Commenters insinuated that this might have been less about Jess and more about her male replacement.
“And coincidentally the cheap employee OP thinks is better and fits better with the team is also male”
“I can’t wait for OP’s firm to be sued into oblivion” ~ avelak
“Finally someone calling out the sexism. 🎉 OP is a raging sexist AH.” ~ sundresscomic
“A male specifically chosen because he’s young and doesn’t have a family to support.”
“Dude is literally a cartoon version of 1950’s casual sexism and thinks this is normal.” ~ Relax007
“Massive sexist behavior. I bet he also has kids too or wants some woman to pump them out for him one day.” ~ fleurdumal1111
There were even those who insinuated that this was always the plan.
“Instead of hiring a contract or temporary worker to take over for a staff member who was out on medical/maternity leave, you hired a full-time employee.”
“You found someone younger, with less experience, who would work for less money. So, you fired your long-term employee, in favor of the cheaper one.”
“Your budget was for a 6 person team before Jess went on maternity leave, was for 6 people while she was out, and, gee what a shock, ‘for some reason’ still only has a budget for 6 people when Jess is ready to come back.”
“You’re discriminating against a woman for getting pregnant. She should sue your rear end off.” ~ SirMittensOfTheHill
“You’ve gotten right to the heart of the matter!”

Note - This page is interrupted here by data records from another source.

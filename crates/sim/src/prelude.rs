//! Commonly used imports for convenience.
//!
//! # Example
//!
//! ```
//! use landgen_sim::prelude::*;
//!
//! let genotype = Genotype::new(&[[0, 1], [1, 1]]).unwrap();
//! let ind = Individual::new(0, genotype, (1.0, 2.0), vec![0.5]);
//! let species = Species::new("spp", 0, vec![ind]).unwrap();
//! assert_eq!(species.size(), 1);
//! ```

pub use crate::errors::{self, ModelError, SnapshotError};
pub use crate::genome::{Genotype, Individual};
pub use crate::simulation::{Landscape, Model, ModelParams, RecordedModel, Species, WalkMode};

“OP never had the budget to hire an extra person permanently.”
“In my opinion, OP wanted rid of Jess for a while, otherwise they’d have hired someone for MAT leave.”
“Whatever money OP is trying to save, they’re going to lose in a lawsuit!” ~ Umm_what_I_think_is
“Every single reason you mentioned was only true because she had been gone on maternity leave which legally CANNOT be a reason to terminate someone.”
“Yet it is the cause behind everyone reason you gave. Be prepared for a lawsuit.” ~ E_Turnips_97
The temptation to give in to those justifications can be powerful.
We have to remember, though, that our poor decisions affect those around us.
Sometimes, those repercussions can be long-lasting.